Squash, cucumbers and tomatoes grown right here in Minnesota are winding up on the plates of Minnesota schoolchildren more often. Data released this week by the U.S. Department of Agriculture show the Farm to School program has exploded across the state in recent years.
But preparing food for students that comes right from the farm isn't as easy as you might think, as Jackie Kanthak and Sheila Garcia can attest -- standing in the kitchen at Alice Smith Elementary in Hopkins early one recent morning, washing 200 pounds of tomatoes.
The two are making something you won't find in most school lunchrooms: homemade tomato sauce.
"This is the last batch for the season," Kanthak said. "When we get [produce] from the farm, we have to wash it, maybe cut off a few small bad spots on things. It's a fair amount of work."
It's certainly more work than opening cans of tomato sauce. In fact, most food straight from the farm requires some extra labor. Kanthak remembers the day she got a few pounds of carrots from the school garden -- dirty, with stems on top.
"It was really putsy for three pounds of carrots, whereas I can open a bag of baby carrots. But at the same time, I think that it's worth it," she said.
Hopkins is one of the districts leading the way in this trend, as schools figure out how to efficiently prepare local food. New data from the U.S. Department of Agriculture show at least 179 Minnesota school districts now participate in Farm to School, covering more than half of the state's student population. That's a huge jump from 2006, when fewer than 20 districts participated. But as the volume and variety of products grow, schools are struggling to prepare that food-- and acquire the equipment and kitchen facilities to do it.
Barb Mechura, the school nutrition director for Hopkins Public Schools, has worked in school food service since 1988, long enough to watch cafeterias shift from scratch cooking to using processed food. Now, she says, many are trying to shift back.
"I'd say one of the biggest challenges though are the facilities," Mechura said. When schools started serving chicken nuggets and baby carrots, they no longer needed equipment for scratch cooking. "Our kitchens were really largely gutted of a lot of equipment, some of the kitchen space. And so we're left with kitchens that are undersized and underequipped."

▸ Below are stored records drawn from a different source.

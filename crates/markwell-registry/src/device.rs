//! Device records as stored in the knowledge-base JSON

use serde::{Deserialize, Serialize};

/// One device entry as it appears on disk
///
/// Records carry two function fields; `pedagogical_function` holds prose
/// while `function` may hold internal shorthand, so the former is preferred
/// when both are present.
#[derive(Debug, Clone, Serialize, Deserialize)]
pub struct DeviceRecord {
    /// Canonical device name
    pub name: String,

    /// What the device is
    #[serde(default)]
    pub definition: String,

    /// Prose description of what the device accomplishes
    #[serde(default)]
    pub pedagogical_function: Option<String>,

    /// Fallback function field
    #[serde(default)]
    pub function: Option<String>,

    /// Device classification
    #[serde(default)]
    pub classification: String,

    /// Role the device plays in the work's larger pattern
    #[serde(default)]
    pub macro_role: String,

    /// Usage examples
    #[serde(default)]
    pub examples: Vec<String>,
}

/// A resolved in-memory device entry
#[derive(Debug, Clone, PartialEq, Eq)]
pub struct Device {
    /// Canonical device name, as written in the registry
    pub name: String,
    /// What the device is
    pub definition: String,
    /// What the device accomplishes
    pub function: String,
    /// Device classification
    pub classification: String,
    /// Role in the work's larger pattern
    pub macro_role: String,
    /// Usage examples
    pub examples: Vec<String>,
}

impl From<DeviceRecord> for Device {
    fn from(record: DeviceRecord) -> Self {
        let function = record
            .pedagogical_function
            .filter(|f| !f.is_empty())
            .or(record.function)
            .unwrap_or_default();
        Self {
            name: record.name,
            definition: record.definition,
            function,
            classification: record.classification,
            macro_role: record.macro_role,
            examples: record.examples,
        }
    }
}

Retooling school kitchens can be expensive, said JoAnne Berkenkamp, a local foods consultant based in Minneapolis.
"To be cooking at that kind of scale, where you might have 1,000 kids, 10,000 kids, 30,000-40,000 kids like some of our largest districts, it can run into the hundreds of thousands of dollars to make changes," Berenkamp said.
Fully renovating just one school kitchen can cost upwards of a million dollars, she said.
The Minnesota Department of Agriculture has offered schools grants to offset the cost of kitchen upgrades and equipment like giant food processors and produce washers.
Berkenkamp argues that it's worth the extra cost, in light of the country's child obesity crisis, and because schools are the primary source of nutrition for many low-income kids.
Mechura agreed. "There's a host of reasons why we have an obesity and health epidemic," she said. "But there's a lot of research that shows these highly processed foods, and foods that have less nutrient value than local foods, that they are high contributors to the problems we're facing."
Hopkins Public Schools will ask voters to help fund kitchen improvements in a ballot referendum on Nov. 5.
Some schools are turning to produce distributors to do the work for them. Orono Schools is among those districts, says child nutrition supervisor Kris Diller.
"Produce companies are now labelling for us when the produce is local, and what farm it's coming from. They can also cut it and chop it and prepare it for us, so when we get it fresh, it's all ready to go," she said.
Back at Alice Smith Elementary in Hopkins, Jackie Kanthak has cleaned, chopped, seasoned, and roasted the tomatoes, which are ready for blending with a power tool that appears larger than some of the kids who will eat the food she's preparing.
"This is our stick blender," bought with a Farm to School grant, she said. "When I use it, I feel like I'm using power tools. A jackhammer or some sort of a saw. It kind of vibrates your whole body."
No regular blender could do this -- it would simply burn out. With it, she will blend nearly 20 gallons of tomato sauce in five minutes. Then she'll put it in the freezer, to feed kids well into the winter.